Increased all-cause mortality in the pLOF group

We compared all-cause mortality (age at death) between groups (pLOF, VUS, and variant-negative controls). For the control and VUS groups, 89% and 92% of subjects were alive at the time of analysis, respectively (P = 0.19; Figure 2b). By comparison, only 72% of subjects (13 of 18) in the pLOF group were alive, representing significantly increased mortality compared with the VUS group (P=0.003). However, from the chart review, the causes of death for the five pLOF subjects were non–cardiac related in four cases and unknown in one.

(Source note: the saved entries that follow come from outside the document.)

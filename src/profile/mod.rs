//! Learner profile model
//!
//! A profile is the structured form of everything a learner selects on the
//! dashboard: primary domain, current skills, experience, goals, target
//! skills, pace, weekly hours and learning styles. Profiles are only built
//! through [`ProfileBuilder`], which enforces the vocabulary and range rules.

use serde::{Deserialize, Serialize};
use std::collections::BTreeSet;

mod builder;

pub use builder::{ProfileBuilder, ProfilePolicy, RawSelections, MAX_WEEKLY_HOURS, MIN_WEEKLY_HOURS};

/// Case-insensitive label match, ignoring surrounding whitespace
fn label_eq(input: &str, label: &str) -> bool {
    input.trim().eq_ignore_ascii_case(label)
}

/// Primary knowledge domain
#[derive(Debug, Clone, Copy, PartialEq, Eq, PartialOrd, Ord, Hash, Serialize, Deserialize)]
pub enum Domain {
    #[serde(rename = "Data Science")]
    DataScience,
    #[serde(rename = "Machine Learning", alias = "ML")]
    MachineLearning,
    #[serde(rename = "Web Development", alias = "Web Dev")]
    WebDevelopment,
    #[serde(rename = "Cloud Computing", alias = "Cloud")]
    CloudComputing,
    #[serde(rename = "DevOps")]
    DevOps,
}

impl Domain {
    pub const ALL: [Domain; 5] = [
        Domain::DataScience,
        Domain::MachineLearning,
        Domain::WebDevelopment,
        Domain::CloudComputing,
        Domain::DevOps,
    ];

    pub fn as_str(&self) -> &'static str {
        match self {
            Domain::DataScience => "Data Science",
            Domain::MachineLearning => "Machine Learning",
            Domain::WebDevelopment => "Web Development",
            Domain::CloudComputing => "Cloud Computing",
            Domain::DevOps => "DevOps",
        }
    }

    /// Compact label used on the domain chart
    pub fn short_label(&self) -> &'static str {
        match self {
            Domain::DataScience => "Data Science",
            Domain::MachineLearning => "ML",
            Domain::WebDevelopment => "Web Dev",
            Domain::CloudComputing => "Cloud",
            Domain::DevOps => "DevOps",
        }
    }

    /// Parse a full or chart label
    pub fn from_label(s: &str) -> Option<Self> {
        Self::ALL
            .into_iter()
            .find(|d| label_eq(s, d.as_str()) || label_eq(s, d.short_label()))
    }

    /// Skills a learner may claim within this domain
    pub fn vocabulary(&self) -> &'static [&'static str] {
        match self {
            Domain::DataScience => &["Python", "R", "SQL", "Statistics"],
            Domain::MachineLearning => &["Scikit-learn", "TensorFlow", "PyTorch"],
            Domain::WebDevelopment => &["JavaScript", "React", "Node.js"],
            Domain::CloudComputing => &["AWS", "Azure", "GCP"],
            Domain::DevOps => &["Docker", "Kubernetes", "Jenkins"],
        }
    }

    /// Canonical spelling of `skill` if it belongs to this domain
    pub fn canonical_skill(&self, skill: &str) -> Option<&'static str> {
        self.vocabulary().iter().copied().find(|known| label_eq(skill, known))
    }
}

impl std::fmt::Display for Domain {
    fn fmt(&self, f: &mut std::fmt::Formatter<'_>) -> std::fmt::Result {
        f.write_str(self.as_str())
    }
}

/// Years of experience, ordered from least to most
#[derive(Debug, Clone, Copy, PartialEq, Eq, PartialOrd, Ord, Hash, Serialize, Deserialize, Default)]
pub enum ExperienceBucket {
    #[serde(rename = "0-1")]
    UnderOne,
    #[serde(rename = "1-3")]
    #[default]
    OneToThree,
    #[serde(rename = "3-5")]
    ThreeToFive,
    #[serde(rename = "5-10")]
    FiveToTen,
    #[serde(rename = "10+")]
    TenPlus,
}

impl ExperienceBucket {
    pub const ALL: [ExperienceBucket; 5] = [
        ExperienceBucket::UnderOne,
        ExperienceBucket::OneToThree,
        ExperienceBucket::ThreeToFive,
        ExperienceBucket::FiveToTen,
        ExperienceBucket::TenPlus,
    ];

    pub fn as_str(&self) -> &'static str {
        match self {
            ExperienceBucket::UnderOne => "0-1",
            ExperienceBucket::OneToThree => "1-3",
            ExperienceBucket::ThreeToFive => "3-5",
            ExperienceBucket::FiveToTen => "5-10",
            ExperienceBucket::TenPlus => "10+",
        }
    }

    pub fn from_label(s: &str) -> Option<Self> {
        Self::ALL.into_iter().find(|b| label_eq(s, b.as_str()))
    }
}

/// Career objective
#[derive(Debug, Clone, Copy, PartialEq, Eq, PartialOrd, Ord, Hash, Serialize, Deserialize)]
pub enum CareerGoal {
    #[serde(rename = "Data Scientist")]
    DataScientist,
    #[serde(rename = "ML Engineer")]
    MlEngineer,
    #[serde(rename = "Full-Stack Developer")]
    FullStackDeveloper,
    #[serde(rename = "Cloud Architect")]
    CloudArchitect,
    #[serde(rename = "DevOps Engineer")]
    DevOpsEngineer,
}

impl CareerGoal {
    pub const ALL: [CareerGoal; 5] = [
        CareerGoal::DataScientist,
        CareerGoal::MlEngineer,
        CareerGoal::FullStackDeveloper,
        CareerGoal::CloudArchitect,
        CareerGoal::DevOpsEngineer,
    ];

    pub fn as_str(&self) -> &'static str {
        match self {
            CareerGoal::DataScientist => "Data Scientist",
            CareerGoal::MlEngineer => "ML Engineer",
            CareerGoal::FullStackDeveloper => "Full-Stack Developer",
            CareerGoal::CloudArchitect => "Cloud Architect",
            CareerGoal::DevOpsEngineer => "DevOps Engineer",
        }
    }

    pub fn from_label(s: &str) -> Option<Self> {
        Self::ALL.into_iter().find(|g| label_eq(s, g.as_str()))
    }
}

/// Skill area a learner wants to acquire
#[derive(Debug, Clone, Copy, PartialEq, Eq, PartialOrd, Ord, Hash, Serialize, Deserialize)]
pub enum TargetSkill {
    #[serde(rename = "AI/ML")]
    AiMl,
    #[serde(rename = "Cloud Computing")]
    CloudComputing,
    #[serde(rename = "Web Development")]
    WebDevelopment,
    #[serde(rename = "Data Engineering")]
    DataEngineering,
    #[serde(rename = "DevOps")]
    DevOps,
}

impl TargetSkill {
    pub const ALL: [TargetSkill; 5] = [
        TargetSkill::AiMl,
        TargetSkill::CloudComputing,
        TargetSkill::WebDevelopment,
        TargetSkill::DataEngineering,
        TargetSkill::DevOps,
    ];

    pub fn as_str(&self) -> &'static str {
        match self {
            TargetSkill::AiMl => "AI/ML",
            TargetSkill::CloudComputing => "Cloud Computing",
            TargetSkill::WebDevelopment => "Web Development",
            TargetSkill::DataEngineering => "Data Engineering",
            TargetSkill::DevOps => "DevOps",
        }
    }

    pub fn from_label(s: &str) -> Option<Self> {
        Self::ALL.into_iter().find(|t| label_eq(s, t.as_str()))
    }

    /// Domains whose paths teach this skill
    pub fn implied_domains(&self) -> &'static [Domain] {
        match self {
            TargetSkill::AiMl => &[Domain::DataScience, Domain::MachineLearning],
            TargetSkill::CloudComputing => &[Domain::CloudComputing],
            TargetSkill::WebDevelopment => &[Domain::WebDevelopment],
            TargetSkill::DataEngineering => &[Domain::DataScience],
            TargetSkill::DevOps => &[Domain::DevOps, Domain::CloudComputing],
        }
    }
}

impl std::fmt::Display for TargetSkill {
    fn fmt(&self, f: &mut std::fmt::Formatter<'_>) -> std::fmt::Result {
        f.write_str(self.as_str())
    }
}

/// Preferred study intensity, ordered from lightest
#[derive(Debug, Clone, Copy, PartialEq, Eq, PartialOrd, Ord, Hash, Serialize, Deserialize, Default)]
pub enum StudyPace {
    Light,
    #[default]
    Moderate,
    Intensive,
}

impl StudyPace {
    pub const ALL: [StudyPace; 3] = [StudyPace::Light, StudyPace::Moderate, StudyPace::Intensive];

    pub fn as_str(&self) -> &'static str {
        match self {
            StudyPace::Light => "Light",
            StudyPace::Moderate => "Moderate",
            StudyPace::Intensive => "Intensive",
        }
    }

    pub fn from_label(s: &str) -> Option<Self> {
        Self::ALL.into_iter().find(|p| label_eq(s, p.as_str()))
    }

    /// Share of the declared weekly hours a learner at this pace actually studies
    pub fn multiplier(&self) -> f64 {
        match self {
            StudyPace::Light => 0.75,
            StudyPace::Moderate => 1.0,
            StudyPace::Intensive => 1.25,
        }
    }
}

/// Preferred content format
#[derive(Debug, Clone, Copy, PartialEq, Eq, PartialOrd, Ord, Hash, Serialize, Deserialize)]
pub enum LearningStyle {
    #[serde(rename = "Video Lectures")]
    VideoLectures,
    #[serde(rename = "Interactive Labs")]
    InteractiveLabs,
    #[serde(rename = "Project-Based")]
    ProjectBased,
    #[serde(rename = "Reading Materials")]
    ReadingMaterials,
}

impl LearningStyle {
    pub const ALL: [LearningStyle; 4] = [
        LearningStyle::VideoLectures,
        LearningStyle::InteractiveLabs,
        LearningStyle::ProjectBased,
        LearningStyle::ReadingMaterials,
    ];

    pub fn as_str(&self) -> &'static str {
        match self {
            LearningStyle::VideoLectures => "Video Lectures",
            LearningStyle::InteractiveLabs => "Interactive Labs",
            LearningStyle::ProjectBased => "Project-Based",
            LearningStyle::ReadingMaterials => "Reading Materials",
        }
    }

    pub fn from_label(s: &str) -> Option<Self> {
        Self::ALL.into_iter().find(|l| label_eq(s, l.as_str()))
    }
}

/// Validated learner selections
///
/// Fields are private so a profile can only come out of [`ProfileBuilder`]
/// with its invariants intact: every skill belongs to the domain vocabulary
/// and weekly hours lie within [`MIN_WEEKLY_HOURS`]..=[`MAX_WEEKLY_HOURS`].
#[derive(Debug, Clone, PartialEq, Serialize)]
pub struct LearnerProfile {
    domain: Domain,
    skills: BTreeSet<String>,
    experience: ExperienceBucket,
    goals: BTreeSet<CareerGoal>,
    target_skills: BTreeSet<TargetSkill>,
    pace: StudyPace,
    weekly_hours: u32,
    styles: BTreeSet<LearningStyle>,
}

impl LearnerProfile {
    pub fn domain(&self) -> Domain {
        self.domain
    }

    pub fn skills(&self) -> &BTreeSet<String> {
        &self.skills
    }

    pub fn experience(&self) -> ExperienceBucket {
        self.experience
    }

    pub fn goals(&self) -> &BTreeSet<CareerGoal> {
        &self.goals
    }

    pub fn target_skills(&self) -> &BTreeSet<TargetSkill> {
        &self.target_skills
    }

    pub fn pace(&self) -> StudyPace {
        self.pace
    }

    pub fn weekly_hours(&self) -> u32 {
        self.weekly_hours
    }

    pub fn styles(&self) -> &BTreeSet<LearningStyle> {
        &self.styles
    }

    /// The profile's domain plus every domain implied by its target skills
    pub fn relevant_domains(&self) -> BTreeSet<Domain> {
        let mut domains = BTreeSet::from([self.domain]);
        for target in &self.target_skills {
            domains.extend(target.implied_domains().iter().copied());
        }
        domains
    }
}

Our major findings appear to parallel recent studies in cardiac genetics with respect to the high prevalence of rare variants once thought to be disease-causing, but weak association with classic disease symptoms.10, 11, 12, 13, 16 However, the present work specific to ARVC represents a significant advance for several reasons. This study represents the largest analysis to date of next-generation sequencing data to evaluate the presence of putative genetic variants related to ARVC. The size and scope of this study (inclusive of all primary ARVC genes) provided a 98 to 99% likelihood of finding at least one subject with ARVC and a causal variant. This high probability contrasts with previous studies, such as the work by Van Driest et al., which have been drastically underpowered to study rare diseases and their associated radical genetic variants.11 Indeed, we observed previously reported pLOF variants in 18 (1:1706) individuals, which were further adjudicated as P/LP following expert evidence review. This study also represents the first population-based analysis of ARVC genetics with linked EHR data to evaluate genotype–phenotype associations. With these linked data, we reviewed diagnostic codes for all subjects, ECGs for 86% of the pLOF and rare VUS groups, and right ventricular function via echocardiogram in 58%. Our findings suggest that, in unselected individuals with incidentally detected pLOF variants, genetic penetrance may be much lower than estimates (40–60%) from familial studies5 suggest, as no individual had a documented diagnosis of disease, and only one subject satisfied any additional minor diagnostic criteria. Moreover, our findings demonstrate that individuals with a rare VUS also have an unremarkable phenotype, with no existing diagnoses and diagnostic criteria frequencies in line with the observed false-positive rate in variant-negative controls. Several studies have documented the considerable background noise in our understanding of putative pathogenic ARVC variants,9, 10 but none has previously demonstrated that this noise has no phenotypic consequence.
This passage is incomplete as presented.